▸ Assignment: Please copy every line of the records below that holds the word "single".

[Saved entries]
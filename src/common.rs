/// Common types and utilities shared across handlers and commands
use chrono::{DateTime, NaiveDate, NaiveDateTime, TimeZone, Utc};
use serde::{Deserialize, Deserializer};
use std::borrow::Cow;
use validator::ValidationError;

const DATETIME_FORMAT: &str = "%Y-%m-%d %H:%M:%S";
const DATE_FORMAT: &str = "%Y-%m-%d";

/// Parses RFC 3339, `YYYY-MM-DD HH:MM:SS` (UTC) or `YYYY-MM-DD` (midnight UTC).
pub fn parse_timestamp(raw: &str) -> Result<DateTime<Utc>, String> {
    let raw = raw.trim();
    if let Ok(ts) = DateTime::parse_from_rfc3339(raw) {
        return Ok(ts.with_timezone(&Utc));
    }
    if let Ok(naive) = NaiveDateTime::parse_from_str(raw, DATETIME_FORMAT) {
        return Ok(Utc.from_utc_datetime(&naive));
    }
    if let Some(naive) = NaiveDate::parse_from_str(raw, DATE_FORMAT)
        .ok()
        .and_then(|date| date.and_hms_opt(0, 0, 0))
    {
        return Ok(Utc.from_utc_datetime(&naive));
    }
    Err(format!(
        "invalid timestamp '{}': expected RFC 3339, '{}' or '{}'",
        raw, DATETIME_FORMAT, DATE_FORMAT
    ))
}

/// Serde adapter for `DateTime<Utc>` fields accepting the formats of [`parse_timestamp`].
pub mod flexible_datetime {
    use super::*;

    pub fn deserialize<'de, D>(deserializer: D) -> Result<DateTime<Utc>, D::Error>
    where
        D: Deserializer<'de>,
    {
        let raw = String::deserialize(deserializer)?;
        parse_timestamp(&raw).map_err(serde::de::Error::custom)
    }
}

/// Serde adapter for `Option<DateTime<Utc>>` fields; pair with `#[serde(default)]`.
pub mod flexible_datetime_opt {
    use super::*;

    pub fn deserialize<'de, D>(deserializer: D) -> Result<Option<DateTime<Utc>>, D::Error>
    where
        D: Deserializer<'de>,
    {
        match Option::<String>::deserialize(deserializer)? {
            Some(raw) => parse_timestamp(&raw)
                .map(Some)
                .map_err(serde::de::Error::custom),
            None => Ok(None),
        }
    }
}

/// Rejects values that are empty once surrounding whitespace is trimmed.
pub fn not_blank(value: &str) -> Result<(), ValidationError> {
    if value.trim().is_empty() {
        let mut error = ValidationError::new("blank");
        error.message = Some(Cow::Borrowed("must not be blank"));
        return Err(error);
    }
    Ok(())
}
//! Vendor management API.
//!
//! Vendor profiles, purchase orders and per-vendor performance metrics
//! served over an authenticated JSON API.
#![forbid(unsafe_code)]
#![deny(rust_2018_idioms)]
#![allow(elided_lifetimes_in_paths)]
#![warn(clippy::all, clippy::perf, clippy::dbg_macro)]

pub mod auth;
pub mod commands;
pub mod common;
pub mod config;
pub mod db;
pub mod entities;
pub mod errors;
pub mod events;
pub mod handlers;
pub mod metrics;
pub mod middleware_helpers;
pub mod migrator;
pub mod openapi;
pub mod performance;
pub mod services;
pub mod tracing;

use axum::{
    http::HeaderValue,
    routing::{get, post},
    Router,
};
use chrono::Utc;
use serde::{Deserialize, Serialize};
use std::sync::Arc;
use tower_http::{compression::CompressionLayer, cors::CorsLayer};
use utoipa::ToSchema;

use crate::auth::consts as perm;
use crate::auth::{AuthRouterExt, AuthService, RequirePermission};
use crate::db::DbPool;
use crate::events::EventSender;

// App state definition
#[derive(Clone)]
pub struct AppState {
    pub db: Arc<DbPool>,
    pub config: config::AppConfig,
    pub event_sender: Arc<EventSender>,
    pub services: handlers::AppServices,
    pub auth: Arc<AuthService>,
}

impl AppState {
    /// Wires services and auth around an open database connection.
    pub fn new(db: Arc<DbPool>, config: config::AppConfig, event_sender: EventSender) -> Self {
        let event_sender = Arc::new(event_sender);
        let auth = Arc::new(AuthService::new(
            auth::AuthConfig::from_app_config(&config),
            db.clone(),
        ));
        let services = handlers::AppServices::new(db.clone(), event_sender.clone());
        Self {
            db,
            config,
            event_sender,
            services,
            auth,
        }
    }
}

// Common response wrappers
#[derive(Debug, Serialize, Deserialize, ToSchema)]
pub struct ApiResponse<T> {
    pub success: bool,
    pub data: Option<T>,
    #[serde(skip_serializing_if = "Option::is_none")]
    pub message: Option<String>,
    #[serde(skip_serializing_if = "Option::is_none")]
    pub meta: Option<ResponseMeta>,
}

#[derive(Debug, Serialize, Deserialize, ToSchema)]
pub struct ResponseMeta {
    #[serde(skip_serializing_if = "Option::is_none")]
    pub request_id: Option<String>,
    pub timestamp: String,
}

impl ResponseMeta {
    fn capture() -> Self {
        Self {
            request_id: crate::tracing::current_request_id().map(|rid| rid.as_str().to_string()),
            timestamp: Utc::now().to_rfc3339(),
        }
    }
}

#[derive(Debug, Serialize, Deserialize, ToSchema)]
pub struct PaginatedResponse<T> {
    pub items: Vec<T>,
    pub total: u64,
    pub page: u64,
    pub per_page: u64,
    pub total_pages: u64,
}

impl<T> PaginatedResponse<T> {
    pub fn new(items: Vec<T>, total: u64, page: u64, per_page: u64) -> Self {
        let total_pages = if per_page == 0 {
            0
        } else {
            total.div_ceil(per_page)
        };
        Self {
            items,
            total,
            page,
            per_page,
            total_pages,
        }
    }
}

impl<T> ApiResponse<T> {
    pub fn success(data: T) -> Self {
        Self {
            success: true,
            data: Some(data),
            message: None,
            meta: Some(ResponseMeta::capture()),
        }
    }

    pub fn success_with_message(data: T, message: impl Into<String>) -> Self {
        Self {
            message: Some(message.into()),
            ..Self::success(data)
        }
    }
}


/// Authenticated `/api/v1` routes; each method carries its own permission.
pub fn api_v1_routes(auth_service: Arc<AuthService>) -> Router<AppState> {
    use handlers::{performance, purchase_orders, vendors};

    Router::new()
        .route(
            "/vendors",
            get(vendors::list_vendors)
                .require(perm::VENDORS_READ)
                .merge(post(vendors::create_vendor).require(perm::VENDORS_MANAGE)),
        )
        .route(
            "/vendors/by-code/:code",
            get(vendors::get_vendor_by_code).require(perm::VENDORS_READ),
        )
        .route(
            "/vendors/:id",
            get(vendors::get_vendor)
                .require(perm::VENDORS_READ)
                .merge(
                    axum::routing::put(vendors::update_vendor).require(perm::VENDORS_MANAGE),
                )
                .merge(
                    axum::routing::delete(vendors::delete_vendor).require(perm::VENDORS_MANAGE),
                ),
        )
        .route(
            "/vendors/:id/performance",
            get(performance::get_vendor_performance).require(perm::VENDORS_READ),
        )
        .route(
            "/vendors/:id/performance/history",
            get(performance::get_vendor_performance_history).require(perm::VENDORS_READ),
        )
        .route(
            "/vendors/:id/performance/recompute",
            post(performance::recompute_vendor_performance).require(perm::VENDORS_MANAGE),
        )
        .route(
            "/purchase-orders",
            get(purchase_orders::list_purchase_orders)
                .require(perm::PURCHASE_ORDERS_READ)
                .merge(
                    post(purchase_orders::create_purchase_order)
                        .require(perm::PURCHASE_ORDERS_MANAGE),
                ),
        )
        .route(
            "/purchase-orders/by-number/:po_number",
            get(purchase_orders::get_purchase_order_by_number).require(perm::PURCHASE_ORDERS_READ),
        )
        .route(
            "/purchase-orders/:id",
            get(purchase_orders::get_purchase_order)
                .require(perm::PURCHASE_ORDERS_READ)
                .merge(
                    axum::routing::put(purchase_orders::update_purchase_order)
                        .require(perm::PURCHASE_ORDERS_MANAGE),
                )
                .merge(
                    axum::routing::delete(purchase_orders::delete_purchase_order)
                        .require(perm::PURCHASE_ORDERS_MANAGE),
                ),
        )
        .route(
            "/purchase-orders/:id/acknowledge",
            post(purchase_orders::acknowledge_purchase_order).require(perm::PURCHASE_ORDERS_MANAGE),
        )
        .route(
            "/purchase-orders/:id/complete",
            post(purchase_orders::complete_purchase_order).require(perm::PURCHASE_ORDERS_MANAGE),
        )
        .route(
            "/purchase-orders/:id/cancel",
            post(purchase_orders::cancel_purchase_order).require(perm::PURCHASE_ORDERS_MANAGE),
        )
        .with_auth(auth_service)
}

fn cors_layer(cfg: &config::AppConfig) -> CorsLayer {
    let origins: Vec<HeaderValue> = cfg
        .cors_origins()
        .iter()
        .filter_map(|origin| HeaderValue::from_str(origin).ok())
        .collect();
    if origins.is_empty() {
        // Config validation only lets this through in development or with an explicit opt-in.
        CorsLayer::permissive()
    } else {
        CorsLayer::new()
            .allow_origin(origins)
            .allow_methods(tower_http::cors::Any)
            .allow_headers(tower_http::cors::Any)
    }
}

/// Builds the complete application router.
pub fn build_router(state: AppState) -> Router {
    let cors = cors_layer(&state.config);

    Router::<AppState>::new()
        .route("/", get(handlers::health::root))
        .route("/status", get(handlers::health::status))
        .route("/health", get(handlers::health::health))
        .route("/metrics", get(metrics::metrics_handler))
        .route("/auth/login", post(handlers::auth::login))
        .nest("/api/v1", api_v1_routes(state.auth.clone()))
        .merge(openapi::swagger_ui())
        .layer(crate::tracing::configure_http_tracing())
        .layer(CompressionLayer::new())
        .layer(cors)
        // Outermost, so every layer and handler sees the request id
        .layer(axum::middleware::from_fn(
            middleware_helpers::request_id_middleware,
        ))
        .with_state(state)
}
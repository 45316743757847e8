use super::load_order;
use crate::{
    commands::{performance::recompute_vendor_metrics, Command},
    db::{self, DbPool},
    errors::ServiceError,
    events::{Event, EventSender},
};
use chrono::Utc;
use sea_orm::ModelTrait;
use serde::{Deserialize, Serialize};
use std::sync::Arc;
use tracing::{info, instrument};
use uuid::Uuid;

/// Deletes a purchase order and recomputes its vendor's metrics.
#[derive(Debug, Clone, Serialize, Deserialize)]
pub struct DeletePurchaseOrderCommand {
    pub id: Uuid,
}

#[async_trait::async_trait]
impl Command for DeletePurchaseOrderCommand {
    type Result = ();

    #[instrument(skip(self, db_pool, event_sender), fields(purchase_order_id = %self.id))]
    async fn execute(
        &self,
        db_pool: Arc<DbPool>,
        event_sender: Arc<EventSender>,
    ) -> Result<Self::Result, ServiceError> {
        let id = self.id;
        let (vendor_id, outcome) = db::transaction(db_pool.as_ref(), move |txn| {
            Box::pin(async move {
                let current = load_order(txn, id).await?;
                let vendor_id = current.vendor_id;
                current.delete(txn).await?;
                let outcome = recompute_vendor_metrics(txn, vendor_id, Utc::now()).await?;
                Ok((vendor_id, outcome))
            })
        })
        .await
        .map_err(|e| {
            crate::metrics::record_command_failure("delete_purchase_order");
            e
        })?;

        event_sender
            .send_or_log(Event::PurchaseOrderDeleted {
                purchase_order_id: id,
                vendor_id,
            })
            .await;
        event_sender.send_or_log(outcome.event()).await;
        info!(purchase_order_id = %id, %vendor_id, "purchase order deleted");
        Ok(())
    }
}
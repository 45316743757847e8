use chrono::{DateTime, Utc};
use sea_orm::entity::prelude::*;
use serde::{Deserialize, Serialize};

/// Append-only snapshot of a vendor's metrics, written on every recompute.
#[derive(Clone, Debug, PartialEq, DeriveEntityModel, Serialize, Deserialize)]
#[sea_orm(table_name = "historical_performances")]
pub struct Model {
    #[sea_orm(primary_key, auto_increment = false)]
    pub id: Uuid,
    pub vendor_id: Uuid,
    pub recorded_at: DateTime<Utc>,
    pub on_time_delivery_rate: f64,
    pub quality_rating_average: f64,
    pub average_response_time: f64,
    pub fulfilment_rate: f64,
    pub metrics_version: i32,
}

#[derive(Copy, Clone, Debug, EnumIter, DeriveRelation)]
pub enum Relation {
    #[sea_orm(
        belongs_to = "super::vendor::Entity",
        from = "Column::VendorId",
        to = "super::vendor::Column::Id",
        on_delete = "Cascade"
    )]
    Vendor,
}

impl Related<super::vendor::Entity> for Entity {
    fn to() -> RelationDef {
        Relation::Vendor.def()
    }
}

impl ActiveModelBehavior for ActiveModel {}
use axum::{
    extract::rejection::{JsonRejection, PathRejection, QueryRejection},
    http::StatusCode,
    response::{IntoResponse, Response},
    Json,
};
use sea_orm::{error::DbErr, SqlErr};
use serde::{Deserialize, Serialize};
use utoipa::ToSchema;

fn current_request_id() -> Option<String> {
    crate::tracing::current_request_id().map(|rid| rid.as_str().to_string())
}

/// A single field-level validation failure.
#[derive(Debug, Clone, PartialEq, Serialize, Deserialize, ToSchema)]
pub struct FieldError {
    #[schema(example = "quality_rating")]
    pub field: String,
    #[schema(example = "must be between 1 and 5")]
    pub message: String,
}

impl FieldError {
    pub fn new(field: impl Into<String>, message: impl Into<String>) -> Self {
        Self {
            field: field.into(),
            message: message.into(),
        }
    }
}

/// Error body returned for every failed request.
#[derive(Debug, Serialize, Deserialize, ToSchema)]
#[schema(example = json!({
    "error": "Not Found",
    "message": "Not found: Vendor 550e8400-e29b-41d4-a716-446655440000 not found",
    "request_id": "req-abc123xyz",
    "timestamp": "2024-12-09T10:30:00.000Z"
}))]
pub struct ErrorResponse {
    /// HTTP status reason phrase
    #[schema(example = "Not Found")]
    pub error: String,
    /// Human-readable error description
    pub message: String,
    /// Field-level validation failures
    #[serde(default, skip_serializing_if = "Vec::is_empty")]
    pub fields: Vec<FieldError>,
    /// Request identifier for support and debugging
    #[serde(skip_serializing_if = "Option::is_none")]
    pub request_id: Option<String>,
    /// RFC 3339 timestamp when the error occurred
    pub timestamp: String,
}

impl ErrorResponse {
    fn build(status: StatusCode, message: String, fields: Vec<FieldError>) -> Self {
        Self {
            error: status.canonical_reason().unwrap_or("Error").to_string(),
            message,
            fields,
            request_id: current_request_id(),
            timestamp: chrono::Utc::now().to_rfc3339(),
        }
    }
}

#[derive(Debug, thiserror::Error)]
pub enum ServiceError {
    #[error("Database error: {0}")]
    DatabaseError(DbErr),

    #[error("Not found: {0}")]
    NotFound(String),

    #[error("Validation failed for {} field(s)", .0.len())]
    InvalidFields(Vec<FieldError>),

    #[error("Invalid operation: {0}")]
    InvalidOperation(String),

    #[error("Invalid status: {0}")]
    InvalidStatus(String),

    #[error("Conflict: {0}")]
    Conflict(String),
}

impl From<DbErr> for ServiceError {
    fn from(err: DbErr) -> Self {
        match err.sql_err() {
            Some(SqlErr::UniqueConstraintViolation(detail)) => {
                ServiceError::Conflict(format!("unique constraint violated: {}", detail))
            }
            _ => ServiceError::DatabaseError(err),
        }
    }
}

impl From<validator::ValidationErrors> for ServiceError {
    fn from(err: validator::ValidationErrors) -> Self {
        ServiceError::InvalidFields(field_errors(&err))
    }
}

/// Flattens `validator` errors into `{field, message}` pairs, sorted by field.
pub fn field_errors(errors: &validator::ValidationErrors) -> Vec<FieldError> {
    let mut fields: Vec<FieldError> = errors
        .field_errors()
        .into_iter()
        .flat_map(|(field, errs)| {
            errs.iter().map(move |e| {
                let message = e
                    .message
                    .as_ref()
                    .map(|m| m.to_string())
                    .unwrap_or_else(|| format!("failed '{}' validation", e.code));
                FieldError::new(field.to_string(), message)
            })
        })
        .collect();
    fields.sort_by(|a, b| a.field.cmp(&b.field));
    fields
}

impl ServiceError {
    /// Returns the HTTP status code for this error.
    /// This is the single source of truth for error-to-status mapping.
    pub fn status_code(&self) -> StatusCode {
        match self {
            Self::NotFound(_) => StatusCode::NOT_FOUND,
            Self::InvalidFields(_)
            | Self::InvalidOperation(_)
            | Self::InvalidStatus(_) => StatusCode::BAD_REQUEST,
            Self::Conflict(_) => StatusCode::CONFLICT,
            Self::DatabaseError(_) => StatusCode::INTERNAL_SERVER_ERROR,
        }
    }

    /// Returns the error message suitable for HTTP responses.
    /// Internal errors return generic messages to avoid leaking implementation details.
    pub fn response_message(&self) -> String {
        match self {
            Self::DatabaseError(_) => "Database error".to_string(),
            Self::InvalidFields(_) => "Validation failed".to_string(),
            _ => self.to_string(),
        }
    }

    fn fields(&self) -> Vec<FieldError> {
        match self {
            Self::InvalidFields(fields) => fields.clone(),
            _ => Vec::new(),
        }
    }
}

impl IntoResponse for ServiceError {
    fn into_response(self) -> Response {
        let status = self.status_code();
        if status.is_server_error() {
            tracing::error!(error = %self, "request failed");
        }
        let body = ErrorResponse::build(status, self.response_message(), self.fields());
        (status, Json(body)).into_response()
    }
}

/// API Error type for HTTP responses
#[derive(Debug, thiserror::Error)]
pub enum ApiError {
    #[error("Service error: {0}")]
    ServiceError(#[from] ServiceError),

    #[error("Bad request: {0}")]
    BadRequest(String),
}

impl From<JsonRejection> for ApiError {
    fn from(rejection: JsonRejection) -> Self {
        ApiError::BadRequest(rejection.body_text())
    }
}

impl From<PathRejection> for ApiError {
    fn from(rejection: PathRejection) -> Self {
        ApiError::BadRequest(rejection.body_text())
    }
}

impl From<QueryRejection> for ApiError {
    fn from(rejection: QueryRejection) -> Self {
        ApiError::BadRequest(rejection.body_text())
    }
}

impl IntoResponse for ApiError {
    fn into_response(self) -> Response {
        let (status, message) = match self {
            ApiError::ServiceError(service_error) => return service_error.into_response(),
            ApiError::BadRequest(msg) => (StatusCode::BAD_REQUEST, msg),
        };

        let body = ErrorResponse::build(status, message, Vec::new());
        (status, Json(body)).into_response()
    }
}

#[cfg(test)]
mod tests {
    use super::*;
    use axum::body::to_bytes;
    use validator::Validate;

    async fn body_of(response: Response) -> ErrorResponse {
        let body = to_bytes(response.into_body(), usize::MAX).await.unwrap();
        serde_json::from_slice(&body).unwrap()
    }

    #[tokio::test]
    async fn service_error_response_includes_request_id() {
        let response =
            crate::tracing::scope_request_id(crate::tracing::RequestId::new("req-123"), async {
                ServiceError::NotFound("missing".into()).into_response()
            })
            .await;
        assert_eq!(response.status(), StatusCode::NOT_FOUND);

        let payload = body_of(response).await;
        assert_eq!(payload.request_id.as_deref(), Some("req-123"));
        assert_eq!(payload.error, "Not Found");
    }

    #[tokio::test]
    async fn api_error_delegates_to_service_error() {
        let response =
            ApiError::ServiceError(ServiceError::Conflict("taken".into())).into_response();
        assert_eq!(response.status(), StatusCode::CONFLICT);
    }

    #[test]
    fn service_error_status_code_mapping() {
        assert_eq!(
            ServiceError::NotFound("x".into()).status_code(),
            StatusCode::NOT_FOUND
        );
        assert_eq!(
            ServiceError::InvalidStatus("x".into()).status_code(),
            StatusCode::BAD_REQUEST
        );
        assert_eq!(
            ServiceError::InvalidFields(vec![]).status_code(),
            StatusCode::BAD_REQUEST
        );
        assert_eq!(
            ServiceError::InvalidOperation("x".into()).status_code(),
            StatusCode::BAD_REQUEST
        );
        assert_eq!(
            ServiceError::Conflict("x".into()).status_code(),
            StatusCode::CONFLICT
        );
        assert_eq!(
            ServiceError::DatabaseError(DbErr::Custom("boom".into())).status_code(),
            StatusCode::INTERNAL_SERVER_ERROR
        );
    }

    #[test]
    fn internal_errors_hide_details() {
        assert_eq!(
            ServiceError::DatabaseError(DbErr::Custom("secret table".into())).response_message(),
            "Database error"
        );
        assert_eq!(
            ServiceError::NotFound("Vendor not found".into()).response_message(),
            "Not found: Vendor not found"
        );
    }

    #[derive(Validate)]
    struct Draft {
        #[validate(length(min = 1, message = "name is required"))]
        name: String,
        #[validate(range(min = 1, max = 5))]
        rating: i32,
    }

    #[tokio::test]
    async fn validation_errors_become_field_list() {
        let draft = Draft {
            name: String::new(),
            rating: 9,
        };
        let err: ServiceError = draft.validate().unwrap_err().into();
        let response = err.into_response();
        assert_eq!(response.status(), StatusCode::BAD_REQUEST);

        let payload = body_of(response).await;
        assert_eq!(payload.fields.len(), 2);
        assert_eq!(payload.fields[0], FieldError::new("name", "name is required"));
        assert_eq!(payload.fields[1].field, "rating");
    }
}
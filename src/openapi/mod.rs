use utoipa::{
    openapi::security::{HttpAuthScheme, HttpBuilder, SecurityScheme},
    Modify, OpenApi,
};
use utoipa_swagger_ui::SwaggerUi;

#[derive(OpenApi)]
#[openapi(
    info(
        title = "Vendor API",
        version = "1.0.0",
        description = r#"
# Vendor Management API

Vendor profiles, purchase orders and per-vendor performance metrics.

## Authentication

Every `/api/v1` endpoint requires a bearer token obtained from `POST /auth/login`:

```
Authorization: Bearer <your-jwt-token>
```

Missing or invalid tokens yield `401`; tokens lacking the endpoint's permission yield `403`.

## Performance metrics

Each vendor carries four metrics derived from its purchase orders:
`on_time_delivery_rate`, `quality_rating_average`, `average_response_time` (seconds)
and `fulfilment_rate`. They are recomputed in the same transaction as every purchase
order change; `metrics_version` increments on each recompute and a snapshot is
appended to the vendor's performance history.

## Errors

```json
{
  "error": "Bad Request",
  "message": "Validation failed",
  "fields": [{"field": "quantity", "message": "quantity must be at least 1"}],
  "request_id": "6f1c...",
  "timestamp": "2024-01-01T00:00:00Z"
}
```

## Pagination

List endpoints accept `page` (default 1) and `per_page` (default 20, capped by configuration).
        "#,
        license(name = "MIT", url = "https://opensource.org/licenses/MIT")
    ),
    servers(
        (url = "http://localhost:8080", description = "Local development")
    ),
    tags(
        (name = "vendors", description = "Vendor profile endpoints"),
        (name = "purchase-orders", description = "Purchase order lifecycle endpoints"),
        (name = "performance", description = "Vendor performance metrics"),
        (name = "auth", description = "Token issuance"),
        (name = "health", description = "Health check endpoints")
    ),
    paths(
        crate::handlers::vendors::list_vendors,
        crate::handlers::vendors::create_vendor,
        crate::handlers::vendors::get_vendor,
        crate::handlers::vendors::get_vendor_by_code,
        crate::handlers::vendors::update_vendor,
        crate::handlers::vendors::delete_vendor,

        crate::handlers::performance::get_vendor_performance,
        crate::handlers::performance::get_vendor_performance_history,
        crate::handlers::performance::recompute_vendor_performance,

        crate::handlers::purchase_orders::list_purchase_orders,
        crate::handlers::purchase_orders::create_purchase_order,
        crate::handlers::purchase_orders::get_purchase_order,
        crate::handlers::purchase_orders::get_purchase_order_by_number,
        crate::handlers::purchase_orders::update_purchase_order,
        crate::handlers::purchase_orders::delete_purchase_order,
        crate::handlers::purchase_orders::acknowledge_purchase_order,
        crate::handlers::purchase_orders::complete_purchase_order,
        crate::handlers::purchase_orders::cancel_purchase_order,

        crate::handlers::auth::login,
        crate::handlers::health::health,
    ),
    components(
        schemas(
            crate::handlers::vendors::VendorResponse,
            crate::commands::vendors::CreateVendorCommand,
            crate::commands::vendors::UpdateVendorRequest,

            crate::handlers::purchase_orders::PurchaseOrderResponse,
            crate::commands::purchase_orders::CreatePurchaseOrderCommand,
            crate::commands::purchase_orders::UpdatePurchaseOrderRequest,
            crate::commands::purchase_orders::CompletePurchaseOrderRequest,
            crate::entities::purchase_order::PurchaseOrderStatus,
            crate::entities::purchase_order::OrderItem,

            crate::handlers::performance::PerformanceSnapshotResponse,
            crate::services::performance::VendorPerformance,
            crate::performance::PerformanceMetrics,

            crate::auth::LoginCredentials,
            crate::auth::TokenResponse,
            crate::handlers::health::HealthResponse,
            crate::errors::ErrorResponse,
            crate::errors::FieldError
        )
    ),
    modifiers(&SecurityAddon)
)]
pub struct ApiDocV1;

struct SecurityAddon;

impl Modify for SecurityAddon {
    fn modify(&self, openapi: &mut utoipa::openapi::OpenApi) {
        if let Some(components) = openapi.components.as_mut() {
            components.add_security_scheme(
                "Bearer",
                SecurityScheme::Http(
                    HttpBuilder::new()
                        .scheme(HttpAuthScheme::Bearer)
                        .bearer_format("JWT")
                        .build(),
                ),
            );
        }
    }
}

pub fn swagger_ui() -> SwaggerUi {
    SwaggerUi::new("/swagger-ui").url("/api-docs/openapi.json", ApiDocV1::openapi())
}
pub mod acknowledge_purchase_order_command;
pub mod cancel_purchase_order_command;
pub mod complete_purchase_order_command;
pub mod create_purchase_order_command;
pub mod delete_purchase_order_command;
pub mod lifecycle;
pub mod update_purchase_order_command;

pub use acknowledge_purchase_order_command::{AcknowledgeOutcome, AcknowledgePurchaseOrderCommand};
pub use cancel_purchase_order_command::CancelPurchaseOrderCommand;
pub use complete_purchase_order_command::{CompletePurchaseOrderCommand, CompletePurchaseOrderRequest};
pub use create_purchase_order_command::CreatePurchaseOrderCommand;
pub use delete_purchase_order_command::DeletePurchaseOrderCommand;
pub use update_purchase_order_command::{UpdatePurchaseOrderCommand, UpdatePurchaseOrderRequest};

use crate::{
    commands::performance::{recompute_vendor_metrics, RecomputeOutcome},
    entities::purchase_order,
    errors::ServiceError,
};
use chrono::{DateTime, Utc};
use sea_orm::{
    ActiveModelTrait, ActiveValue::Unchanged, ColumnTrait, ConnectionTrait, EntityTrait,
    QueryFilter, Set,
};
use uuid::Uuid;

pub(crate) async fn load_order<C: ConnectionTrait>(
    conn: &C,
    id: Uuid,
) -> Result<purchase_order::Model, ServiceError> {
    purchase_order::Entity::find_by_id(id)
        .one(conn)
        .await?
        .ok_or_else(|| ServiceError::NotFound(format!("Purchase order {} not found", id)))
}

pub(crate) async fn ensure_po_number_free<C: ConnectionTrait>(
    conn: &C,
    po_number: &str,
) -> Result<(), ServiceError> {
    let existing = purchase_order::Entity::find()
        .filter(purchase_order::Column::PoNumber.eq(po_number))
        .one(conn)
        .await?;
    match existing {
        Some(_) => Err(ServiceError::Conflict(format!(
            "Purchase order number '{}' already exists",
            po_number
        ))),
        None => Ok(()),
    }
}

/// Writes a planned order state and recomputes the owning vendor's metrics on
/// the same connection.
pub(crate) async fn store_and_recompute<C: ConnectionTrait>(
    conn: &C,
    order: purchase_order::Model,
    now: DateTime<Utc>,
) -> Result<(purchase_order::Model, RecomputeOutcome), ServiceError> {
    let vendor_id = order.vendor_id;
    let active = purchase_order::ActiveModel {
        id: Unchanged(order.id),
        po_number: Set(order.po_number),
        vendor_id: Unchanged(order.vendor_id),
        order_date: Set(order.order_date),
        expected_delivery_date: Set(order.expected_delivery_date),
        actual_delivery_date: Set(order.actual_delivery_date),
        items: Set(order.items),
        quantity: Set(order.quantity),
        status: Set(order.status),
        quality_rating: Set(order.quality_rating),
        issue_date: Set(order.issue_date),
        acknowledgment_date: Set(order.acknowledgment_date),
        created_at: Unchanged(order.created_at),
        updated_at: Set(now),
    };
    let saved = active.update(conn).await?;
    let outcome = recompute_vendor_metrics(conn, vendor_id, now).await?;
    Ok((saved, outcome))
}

▸ Exercise result:
/// A single field-level validation failure.
    /// This is the single source of truth for error-to-status mapping.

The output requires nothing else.